### [What is required]
Please restate the material below word for word, from the first line through the one that contains "staff member's time.", inclusive.

# # # # # # #

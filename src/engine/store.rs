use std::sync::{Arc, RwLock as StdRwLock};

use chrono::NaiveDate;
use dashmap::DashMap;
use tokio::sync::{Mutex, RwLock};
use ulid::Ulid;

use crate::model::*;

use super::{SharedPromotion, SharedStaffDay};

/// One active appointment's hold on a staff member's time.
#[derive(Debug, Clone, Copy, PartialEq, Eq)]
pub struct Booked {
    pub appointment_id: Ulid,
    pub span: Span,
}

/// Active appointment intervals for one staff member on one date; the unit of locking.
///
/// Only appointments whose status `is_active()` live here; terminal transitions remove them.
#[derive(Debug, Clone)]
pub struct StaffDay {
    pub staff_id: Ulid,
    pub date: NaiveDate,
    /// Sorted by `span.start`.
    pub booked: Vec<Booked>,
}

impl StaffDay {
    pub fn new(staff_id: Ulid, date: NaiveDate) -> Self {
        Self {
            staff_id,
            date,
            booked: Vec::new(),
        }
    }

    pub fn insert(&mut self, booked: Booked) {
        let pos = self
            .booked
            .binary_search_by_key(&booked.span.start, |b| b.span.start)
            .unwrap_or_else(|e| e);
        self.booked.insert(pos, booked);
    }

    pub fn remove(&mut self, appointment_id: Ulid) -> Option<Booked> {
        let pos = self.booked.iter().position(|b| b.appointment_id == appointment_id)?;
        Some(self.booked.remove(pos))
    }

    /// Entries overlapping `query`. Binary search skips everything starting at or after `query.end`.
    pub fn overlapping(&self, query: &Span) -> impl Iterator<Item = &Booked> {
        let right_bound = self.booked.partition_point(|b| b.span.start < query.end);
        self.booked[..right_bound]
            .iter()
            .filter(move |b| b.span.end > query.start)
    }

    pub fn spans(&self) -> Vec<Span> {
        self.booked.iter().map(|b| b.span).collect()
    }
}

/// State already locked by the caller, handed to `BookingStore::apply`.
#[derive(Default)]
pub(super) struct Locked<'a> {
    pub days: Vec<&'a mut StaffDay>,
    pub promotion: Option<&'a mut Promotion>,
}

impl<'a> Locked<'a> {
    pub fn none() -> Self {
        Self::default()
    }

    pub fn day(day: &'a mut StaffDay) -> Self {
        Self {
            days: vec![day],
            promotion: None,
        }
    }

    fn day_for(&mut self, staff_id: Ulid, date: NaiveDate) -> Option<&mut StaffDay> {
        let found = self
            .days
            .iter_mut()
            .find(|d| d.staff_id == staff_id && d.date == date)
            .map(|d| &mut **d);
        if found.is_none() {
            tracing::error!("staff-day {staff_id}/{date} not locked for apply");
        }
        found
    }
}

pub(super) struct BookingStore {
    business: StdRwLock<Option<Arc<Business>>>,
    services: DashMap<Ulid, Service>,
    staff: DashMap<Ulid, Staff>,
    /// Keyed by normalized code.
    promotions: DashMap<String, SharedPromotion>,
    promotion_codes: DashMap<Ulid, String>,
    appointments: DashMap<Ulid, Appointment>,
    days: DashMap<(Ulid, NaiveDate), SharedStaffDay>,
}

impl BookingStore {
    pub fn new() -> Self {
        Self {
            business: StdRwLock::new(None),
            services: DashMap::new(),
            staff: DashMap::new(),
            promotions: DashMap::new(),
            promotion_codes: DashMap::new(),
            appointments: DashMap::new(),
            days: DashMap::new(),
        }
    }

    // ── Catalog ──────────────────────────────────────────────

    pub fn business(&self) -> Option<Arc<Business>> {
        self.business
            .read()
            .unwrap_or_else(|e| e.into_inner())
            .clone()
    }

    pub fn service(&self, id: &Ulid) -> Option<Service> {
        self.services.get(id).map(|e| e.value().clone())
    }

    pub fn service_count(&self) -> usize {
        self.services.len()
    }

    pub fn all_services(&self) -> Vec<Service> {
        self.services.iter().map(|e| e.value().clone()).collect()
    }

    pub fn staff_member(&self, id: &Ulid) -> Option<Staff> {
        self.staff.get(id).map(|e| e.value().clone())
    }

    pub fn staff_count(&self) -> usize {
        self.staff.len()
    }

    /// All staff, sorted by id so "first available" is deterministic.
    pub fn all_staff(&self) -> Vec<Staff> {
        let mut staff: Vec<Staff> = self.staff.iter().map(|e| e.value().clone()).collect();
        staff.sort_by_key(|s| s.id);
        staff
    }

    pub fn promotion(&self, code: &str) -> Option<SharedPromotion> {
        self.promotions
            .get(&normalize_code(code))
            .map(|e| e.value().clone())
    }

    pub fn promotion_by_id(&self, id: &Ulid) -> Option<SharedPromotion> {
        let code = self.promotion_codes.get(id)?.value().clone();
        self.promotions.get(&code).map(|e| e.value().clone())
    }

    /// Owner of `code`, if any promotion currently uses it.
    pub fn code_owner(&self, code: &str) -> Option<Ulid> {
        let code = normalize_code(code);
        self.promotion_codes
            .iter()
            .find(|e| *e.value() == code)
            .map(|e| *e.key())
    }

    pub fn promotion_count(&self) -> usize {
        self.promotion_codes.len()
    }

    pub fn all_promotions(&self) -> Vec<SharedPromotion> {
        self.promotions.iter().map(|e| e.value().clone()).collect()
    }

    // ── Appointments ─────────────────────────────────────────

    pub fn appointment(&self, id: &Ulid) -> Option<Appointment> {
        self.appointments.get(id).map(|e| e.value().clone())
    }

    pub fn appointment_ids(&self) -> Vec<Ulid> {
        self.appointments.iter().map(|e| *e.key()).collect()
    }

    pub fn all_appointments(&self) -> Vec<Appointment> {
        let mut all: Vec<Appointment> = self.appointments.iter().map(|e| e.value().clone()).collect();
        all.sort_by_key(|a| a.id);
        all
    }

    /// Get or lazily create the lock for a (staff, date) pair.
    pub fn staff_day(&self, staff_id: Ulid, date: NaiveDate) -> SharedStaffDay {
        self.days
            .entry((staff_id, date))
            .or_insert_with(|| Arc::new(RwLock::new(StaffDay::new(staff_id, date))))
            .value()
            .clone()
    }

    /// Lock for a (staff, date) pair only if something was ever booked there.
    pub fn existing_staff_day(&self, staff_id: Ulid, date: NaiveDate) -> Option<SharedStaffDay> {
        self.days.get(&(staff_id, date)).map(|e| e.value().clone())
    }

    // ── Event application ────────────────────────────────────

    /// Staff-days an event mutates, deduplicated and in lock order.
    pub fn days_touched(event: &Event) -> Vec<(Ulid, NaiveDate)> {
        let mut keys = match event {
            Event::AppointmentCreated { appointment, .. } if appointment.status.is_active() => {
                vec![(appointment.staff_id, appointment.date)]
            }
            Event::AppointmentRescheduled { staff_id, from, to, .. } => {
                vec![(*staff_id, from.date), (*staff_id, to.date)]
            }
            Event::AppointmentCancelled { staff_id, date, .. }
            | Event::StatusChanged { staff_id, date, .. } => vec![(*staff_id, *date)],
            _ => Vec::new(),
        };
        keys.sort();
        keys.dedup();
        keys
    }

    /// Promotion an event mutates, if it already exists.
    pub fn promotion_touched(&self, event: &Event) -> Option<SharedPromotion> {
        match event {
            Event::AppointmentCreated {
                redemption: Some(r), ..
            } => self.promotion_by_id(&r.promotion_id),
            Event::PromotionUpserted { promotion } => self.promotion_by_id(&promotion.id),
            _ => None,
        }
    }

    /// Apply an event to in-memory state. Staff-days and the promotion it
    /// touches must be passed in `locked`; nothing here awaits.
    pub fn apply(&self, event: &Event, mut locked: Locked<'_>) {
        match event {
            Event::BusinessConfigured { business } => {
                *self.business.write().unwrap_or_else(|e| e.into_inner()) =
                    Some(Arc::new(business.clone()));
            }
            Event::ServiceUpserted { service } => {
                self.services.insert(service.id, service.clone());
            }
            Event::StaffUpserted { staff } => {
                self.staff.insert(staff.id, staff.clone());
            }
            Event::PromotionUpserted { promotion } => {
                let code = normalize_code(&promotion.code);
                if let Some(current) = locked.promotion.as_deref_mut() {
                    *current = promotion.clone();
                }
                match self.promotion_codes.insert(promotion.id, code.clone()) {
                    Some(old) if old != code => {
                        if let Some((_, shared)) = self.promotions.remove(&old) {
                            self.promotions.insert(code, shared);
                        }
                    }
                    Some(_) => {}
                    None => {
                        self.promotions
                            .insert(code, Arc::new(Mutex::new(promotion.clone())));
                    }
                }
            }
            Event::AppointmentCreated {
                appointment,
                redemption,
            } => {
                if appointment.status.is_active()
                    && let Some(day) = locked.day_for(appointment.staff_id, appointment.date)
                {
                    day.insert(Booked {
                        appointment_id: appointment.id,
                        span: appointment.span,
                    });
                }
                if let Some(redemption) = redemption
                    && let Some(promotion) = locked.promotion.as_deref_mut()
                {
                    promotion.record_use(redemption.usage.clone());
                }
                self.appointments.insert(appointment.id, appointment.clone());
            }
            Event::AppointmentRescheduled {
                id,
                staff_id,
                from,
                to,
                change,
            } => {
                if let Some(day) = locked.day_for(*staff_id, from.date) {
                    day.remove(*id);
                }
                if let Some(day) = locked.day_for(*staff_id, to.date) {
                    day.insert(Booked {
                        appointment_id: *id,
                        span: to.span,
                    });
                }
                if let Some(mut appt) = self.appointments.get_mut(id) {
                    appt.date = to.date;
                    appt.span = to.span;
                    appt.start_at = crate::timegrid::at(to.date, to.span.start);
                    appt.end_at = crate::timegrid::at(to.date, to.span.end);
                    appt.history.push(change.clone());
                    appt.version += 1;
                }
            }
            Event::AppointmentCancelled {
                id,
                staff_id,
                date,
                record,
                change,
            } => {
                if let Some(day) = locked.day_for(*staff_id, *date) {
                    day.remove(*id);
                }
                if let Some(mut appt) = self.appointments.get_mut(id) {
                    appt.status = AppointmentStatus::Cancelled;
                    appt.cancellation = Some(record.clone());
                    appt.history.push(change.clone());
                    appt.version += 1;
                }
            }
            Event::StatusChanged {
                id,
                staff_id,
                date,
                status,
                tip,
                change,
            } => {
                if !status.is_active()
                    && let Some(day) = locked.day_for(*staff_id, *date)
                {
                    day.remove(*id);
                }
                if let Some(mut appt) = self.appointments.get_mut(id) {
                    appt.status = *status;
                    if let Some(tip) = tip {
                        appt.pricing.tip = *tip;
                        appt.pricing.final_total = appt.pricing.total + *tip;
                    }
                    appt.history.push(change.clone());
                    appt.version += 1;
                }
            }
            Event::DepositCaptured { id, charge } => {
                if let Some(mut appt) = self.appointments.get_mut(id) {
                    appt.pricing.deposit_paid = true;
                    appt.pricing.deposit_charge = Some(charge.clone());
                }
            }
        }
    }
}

# # # # # # #

### [Completed task]
filename src/engine/store.rs
use std::sync::{Arc, RwLock as StdRwLock};

use chrono::NaiveDate;
use dashmap::DashMap;
use tokio::sync::{Mutex, RwLock};
use ulid::Ulid;

use crate::model::*;

use super::{SharedPromotion, SharedStaffDay};

/// One active appointment's hold on a staff member's time.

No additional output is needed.